--- WHAT TO WORK ON ---
Take the records below and copy them exactly.

___ RECORDS FOR THE EXERCISE ___

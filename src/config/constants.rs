//! # Layout Constants
//!
//! This module centralizes the on-disk layout constants. Values that depend
//! on each other are co-located and guarded by compile-time assertions so a
//! change to one cannot silently invalidate another.
//!
//! ## Dependency Graph
//!
//! ```text
//! DEFAULT_CHUNK_SIZE (4096 bytes)
//!       │
//!       ├─> CHUNK_HEADER_SIZE (17 bytes, fixed by the record layout)
//!       │     id(4) + valid(1) + payload_len(2) + next_offset(8) + next_track(2)
//!       │
//!       └─> payload capacity = chunk_size - CHUNK_HEADER_SIZE
//!             The payload_len field stores 0 as the "full chunk" sentinel,
//!             so a chunk size must leave a non-zero payload capacity.
//!
//! TRACK_HEADER_SIZE (16 bytes)
//!       │
//!       └─> chunk array begins at offset 16; free_head / free_tail are the
//!           two u64 header words. Offset 0 is always header, which is why
//!           0 doubles as the "no chunk" sentinel in link fields.
//!
//! INDEX_RECORD_SIZE (54 bytes)
//!       │
//!       └─> magic(2) + key(32) + meta_track(2) + meta_offset(8)
//!           + chunk_track(2) + chunk_offset(8)
//! ```
//!
//! ## Modifying Constants
//!
//! The chunk header and index record sizes are wire-format constants; they
//! can only change together with a format version bump. The default chunk
//! and track sizes are tunables validated per store in `StoreOptions`.

// ============================================================================
// CHUNK LAYOUT
// ============================================================================

/// Default total size of one chunk record in bytes.
/// The unit of allocation and of linked-list traversal.
pub const DEFAULT_CHUNK_SIZE: u64 = 4096;

/// Fixed size of the chunk linkage header.
/// id(4) + valid(1) + payload_len(2) + next_offset(8) + next_track(2).
pub const CHUNK_HEADER_SIZE: usize = 17;

/// Byte offset of the `valid` flag within a chunk record.
pub const CHUNK_VALID_OFFSET: u64 = 4;

/// Byte offset of the `next_offset` link within a chunk record.
pub const CHUNK_NEXT_OFFSET: u64 = 7;

/// Smallest chunk size accepted by `StoreOptions`.
pub const MIN_CHUNK_SIZE: u64 = 64;

const _: () = assert!(
    MIN_CHUNK_SIZE > CHUNK_HEADER_SIZE as u64,
    "minimum chunk size must leave payload capacity"
);

// ============================================================================
// TRACK LAYOUT
// ============================================================================

/// Size of the track file header: free_head(8) + free_tail(8).
pub const TRACK_HEADER_SIZE: u64 = 16;

/// Default soft capacity bound of one track file (50 GiB).
/// Enforced by the volume when allocating, not by the track itself.
pub const DEFAULT_TRACK_SIZE: u64 = 50 * 1024 * 1024 * 1024;

/// File extension of track files within a store directory.
pub const TRACK_FILE_EXTENSION: &str = "track";

// ============================================================================
// NAME INDEX LAYOUT
// ============================================================================

/// Size of one index record on disk.
pub const INDEX_RECORD_SIZE: u64 = 54;

/// Magic value opening every index record.
pub const INDEX_MAGIC: u16 = 0x9900;

/// Size of the record key (a SHA-256 digest of the object name).
pub const INDEX_KEY_SIZE: usize = 32;

/// File name of the index within a store directory.
pub const INDEX_FILE_NAME: &str = "index";

// ============================================================================
// MEMORY BUDGET
// ============================================================================

/// Fraction of available host memory claimed by `CacheBudget::auto_detect`.
pub const DEFAULT_BUDGET_DIVISOR: usize = 2;

/// Minimum budget in bytes (4 MiB). Even on small hosts the index cache
/// needs room to hold a working set.
pub const MIN_BUDGET_FLOOR: usize = 4 * 1024 * 1024;

/// Approximate resident cost of one index cache entry in bytes, covering
/// the digest key, the entry fields and hash-table overhead.
pub const CACHE_ENTRY_COST: usize = 128;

___

--- OUTPUT OF THE TASK ---
filename src/config/constants.rs
//! # Layout Constants
//!
//! This module centralizes the on-disk layout constants. Values that depend
//! on each other are co-located and guarded by compile-time assertions so a
//! change to one cannot silently invalidate another.
//!
//! ## Dependency Graph
//!
//! ```text
//! DEFAULT_CHUNK_SIZE (4096 bytes)
//!       │
//!       ├─> CHUNK_HEADER_SIZE (17 bytes, fixed by the record layout)
//!       │     id(4) + valid(1) + payload_len(2) + next_offset(8) + next_track(2)
//!       │
//!       └─> payload capacity = chunk_size - CHUNK_HEADER_SIZE
//!             The payload_len field stores 0 as the "full chunk" sentinel,
//!             so a chunk size must leave a non-zero payload capacity.
//!
//! TRACK_HEADER_SIZE (16 bytes)
//!       │
//!       └─> chunk array begins at offset 16; free_head / free_tail are the
//!           two u64 header words. Offset 0 is always header, which is why
//!           0 doubles as the "no chunk" sentinel in link fields.
//!
//! INDEX_RECORD_SIZE (54 bytes)
//!       │
//!       └─> magic(2) + key(32) + meta_track(2) + meta_offset(8)
//!           + chunk_track(2) + chunk_offset(8)
//! ```
//!
//! ## Modifying Constants
//!
//! The chunk header and index record sizes are wire-format constants; they
//! can only change together with a format version bump. The default chunk
//! and track sizes are tunables validated per store in `StoreOptions`.

// ============================================================================
// CHUNK LAYOUT
// ============================================================================

/// Default total size of one chunk record in bytes.
/// The unit of allocation and of linked-list traversal.
pub const DEFAULT_CHUNK_SIZE: u64 = 4096;

/// Fixed size of the chunk linkage header.
/// id(4) + valid(1) + payload_len(2) + next_offset(8) + next_track(2).
pub const CHUNK_HEADER_SIZE: usize = 17;

/// Byte offset of the `valid` flag within a chunk record.
pub const CHUNK_VALID_OFFSET: u64 = 4;

/// Byte offset of the `next_offset` link within a chunk record.
pub const CHUNK_NEXT_OFFSET: u64 = 7;

/// Smallest chunk size accepted by `StoreOptions`.
pub const MIN_CHUNK_SIZE: u64 = 64;

const _: () = assert!(
    MIN_CHUNK_SIZE > CHUNK_HEADER_SIZE as u64,
    "minimum chunk size must leave payload capacity"
);

// ============================================================================
// TRACK LAYOUT
// ============================================================================

/// Size of the track file header: free_head(8) + free_tail(8).
pub const TRACK_HEADER_SIZE: u64 = 16;

/// Default soft capacity bound of one track file (50 GiB).
/// Enforced by the volume when allocating, not by the track itself.
pub const DEFAULT_TRACK_SIZE: u64 = 50 * 1024 * 1024 * 1024;

/// File extension of track files within a store directory.
pub const TRACK_FILE_EXTENSION: &str = "track";

// ============================================================================
// NAME INDEX LAYOUT
// ============================================================================

/// Size of one index record on disk.
pub const INDEX_RECORD_SIZE: u64 = 54;

/// Magic value opening every index record.
pub const INDEX_MAGIC: u16 = 0x9900;

/// Size of the record key (a SHA-256 digest of the object name).
pub const INDEX_KEY_SIZE: usize = 32;

/// File name of the index within a store directory.
pub const INDEX_FILE_NAME: &str = "index";

// ============================================================================
// MEMORY BUDGET
// ============================================================================

/// Fraction of available host memory claimed by `CacheBudget::auto_detect`.
pub const DEFAULT_BUDGET_DIVISOR: usize = 2;

/// Minimum budget in bytes (4 MiB). Even on small hosts the index cache
/// needs room to hold a working set.
pub const MIN_BUDGET_FLOOR: usize = 4 * 1024 * 1024;

/// Approximate resident cost of one index cache entry in bytes, covering
/// the digest key, the entry fields and hash-table overhead.
pub const CACHE_ENTRY_COST: usize = 128;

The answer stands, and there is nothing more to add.